WOW Some officials currently in public office are the ones that most “…what’s going to be expected of them as a public leader,” during the campaign and once they assume office, should they win….” are the very ones that need such training!!!!!!!!!!!!!! (IMHO)
tulip says
It’s all about money and having influence over the political scene. Candidates can learn by watching how other more seasoned politicians act and pay attention to those with class and brains and those with no class–we have some of both here. Hopefully they will learn from the people in office that do have knowledge and try to do what’s best for the county. We do have a couple of those kind.
A candidate should pay close attention and be involved in the city and county issues and acquire as much knowledge as possible and be able to talk about the issues intelligently when the time comes, have a mind of his or her own and not be allowed to be persuaded by others to change their mind, for whatever reason ,on an issue he or she believes in and not to make “deals”.
A candidate should visit and get friendly with businesses and organizations and learn about their agendas.
No charge for the suggestions.
Algernon says
Suggestons all good and common sense. Thanks Tulip.
I’d think about the “not to make deals” part a bit. Politics is the art of compromise, to get the most good done for the most people. At least it should be. Learning to make deals without giving away the store is a goal for a good politician. And part of that is for some politicians who may feel strongly about an issue to be willing to change their mind IF they learn facts that actually change thier understanding. It happens.
So it falls back on the public sometimes to look at a politician who makes a deal or changes his or her position to ask why he or she did that. It may be a very responsible thing to have done. So an educated voter needs to figure that out, and not just have a knee jerk negative reaction. Sadly many voters are stuck on position “A” and can’t evolve to “B” when new facts appear.
Brad W says
Having concern over the Chamber trying to “breed” local candidates really shouldn’t be a concern in my opinion. The bottom line to having quality people in our local elected positions comes down to voting smart, but the truth is that in Flagler County our local voting record is horrible.
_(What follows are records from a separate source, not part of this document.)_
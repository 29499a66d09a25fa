use thiserror::Error;

use impc_isa::{Instr, format_program};

use crate::codegen::generate;
use crate::diag::{Diagnostic, RenderOptions, render_diagnostics_with_options};
use crate::parser::parse;
use crate::span::SourceMap;

#[derive(Debug, Clone)]
pub struct CompileOutput {
    /// The final, label-resolved instruction stream, ending in `HALT`.
    pub instructions: Vec<Instr>,
    /// Text rendering of the stream, one instruction per line.
    pub text: String,
}

#[derive(Debug, Error)]
#[error("compilation failed")]
pub struct CompileError {
    pub diagnostics: Vec<Diagnostic>,
    pub rendered: String,
}

#[derive(Debug, Clone, Copy, Default)]
pub struct CompileRenderOptions {
    pub color: bool,
}

pub fn compile_source(source_name: &str, source_text: &str) -> Result<CompileOutput, CompileError> {
    compile_source_with_options(source_name, source_text, CompileRenderOptions::default())
}

pub fn compile_source_with_options(
    source_name: &str,
    source_text: &str,
    options: CompileRenderOptions,
) -> Result<CompileOutput, CompileError> {
    let mut source_map = SourceMap::default();
    let source_id = source_map.add_source(source_name, source_text);
    let render_options = RenderOptions {
        color: options.color,
    };

    let ast = parse(source_id, source_text)
        .map_err(|diagnostics| fail_with_rendered(&source_map, diagnostics, render_options))?;

    let instructions = generate(&ast).map_err(|error| {
        fail_with_rendered(
            &source_map,
            vec![error.to_diagnostic(source_id)],
            render_options,
        )
    })?;

    let text = format_program(&instructions);
    Ok(CompileOutput { instructions, text })
}

fn fail_with_rendered(
    source_map: &SourceMap,
    diagnostics: Vec<Diagnostic>,
    options: RenderOptions,
) -> CompileError {
    let rendered = render_diagnostics_with_options(source_map, &diagnostics, options);
    CompileError {
        diagnostics,
        rendered,
    }
}

#[cfg(test)]
mod tests {
    use super::*;

    #[test]
    fn compiles_a_minimal_program_to_text() {
        let output = compile_source("demo.imp", "PROGRAM IS x IN x := 0; WRITE x; END")
            .expect("compile");
        assert_eq!(output.instructions.last(), Some(&Instr::Halt));
        assert!(output.text.ends_with("HALT\n"));
        assert_eq!(output.text.lines().count(), output.instructions.len());
    }

    #[test]
    fn syntax_errors_come_back_rendered() {
        let error = compile_source("demo.imp", "PROGRAM IS x IN END").expect_err("must fail");
        assert!(!error.diagnostics.is_empty());
        assert!(error.rendered.contains("demo.imp"));
    }

    #[test]
    fn codegen_errors_carry_the_offending_name() {
        let error =
            compile_source("demo.imp", "PROGRAM IS x IN y := 1; END").expect_err("must fail");
        assert_eq!(error.diagnostics.len(), 1);
        assert!(
            error.diagnostics[0]
                .message
                .contains("undeclared variable 'y'")
        );
    }
}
We have a culture of candidates that rely on name recognition and focus a large amount of energy in throwing up numerous signs all over and other simple exposure-advertising. We allow them to gt in their sound bites with 60-second answers to important questions at public forums. We allow it to continue and demand little from candidates to truly important positions and issues that effect daily lives. And it is not enough to say”Well, people just don’t vote.” Yes, people do here . . . at least every 4 years in presidential election years. It’s the in-between times that are horrible. And I place a lot of that blame on an Elections Office that has done nothing to grow voter turnout with a strategic community outreach program. And, yes, they have the time and resources in that office because the past Supervisor had plenty of time and resources to run attack efforts on local elected officials and communities.
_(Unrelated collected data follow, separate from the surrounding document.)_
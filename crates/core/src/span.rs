use std::ops::Range;

#[derive(Debug, Clone, Copy, PartialEq, Eq, Hash)]
pub struct SourceId(pub u32);

/// Byte range into one source file.
#[derive(Debug, Clone, Copy, PartialEq, Eq, Hash)]
pub struct Span {
    pub source_id: SourceId,
    pub start: usize,
    pub end: usize,
}

impl Span {
    pub fn new(source_id: SourceId, start: usize, end: usize) -> Self {
        Self {
            source_id,
            start,
            end,
        }
    }

    /// Zero-width span at the start of a file, for errors with no better
    /// anchor.
    pub fn top(source_id: SourceId) -> Self {
        Self::new(source_id, 0, 0)
    }

    pub fn as_range(&self) -> Range<usize> {
        self.start..self.end
    }
}

#[derive(Debug, Clone, PartialEq, Eq)]
pub struct Spanned<T> {
    pub node: T,
    pub span: Span,
}

impl<T> Spanned<T> {
    pub fn new(node: T, span: Span) -> Self {
        Self { node, span }
    }
}

#[derive(Debug, Clone)]
pub struct SourceFile {
    pub name: String,
    pub text: String,
    line_starts: Vec<usize>,
}

impl SourceFile {
    fn new(name: impl Into<String>, text: impl Into<String>) -> Self {
        let text = text.into();
        let line_starts = std::iter::once(0)
            .chain(
                text.char_indices()
                    .filter_map(|(offset, ch)| (ch == '\n').then_some(offset + 1)),
            )
            .collect();
        Self {
            name: name.into(),
            text,
            line_starts,
        }
    }

    /// 1-based line and column of a byte offset.
    pub fn line_col(&self, offset: usize) -> (usize, usize) {
        let line_idx = self
            .line_starts
            .partition_point(|start| *start <= offset)
            .saturating_sub(1);
        (line_idx + 1, offset - self.line_starts[line_idx] + 1)
    }
}

#[derive(Debug, Clone, Default)]
pub struct SourceMap {
    files: Vec<SourceFile>,
}

impl SourceMap {
    pub fn add_source(&mut self, name: impl Into<String>, text: impl Into<String>) -> SourceId {
        let id = SourceId(self.files.len() as u32);
        self.files.push(SourceFile::new(name, text));
        id
    }

    pub fn get(&self, source_id: SourceId) -> Option<&SourceFile> {
        self.files.get(source_id.0 as usize)
    }

    pub fn must_get(&self, source_id: SourceId) -> &SourceFile {
        self.get(source_id)
            .expect("source id should exist in source map")
    }
}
Although I think Gretchen Smith is great, I think the Chamber has had little effect on local politics because the Chamber itself has a problem effectively connecting with the community. It’s culture needs an overhaul and move from the cliqueish elitist persona that the community has regarding them. Businesses sign up with them but most will tell you they find little benefit. The Chamber needs an overhaul in their leadership at all levels and until that happens they will continue to have little impact on voting.
Anonymous says
Great. The business community slapping each other on the back while “teaching” themselves how to set each other up to slurp from the public trough…All so they can become Republican candidates who complain about all the “takers” in our society who take advantage of the system. Classic. Narcissistic and nauseating, but classic.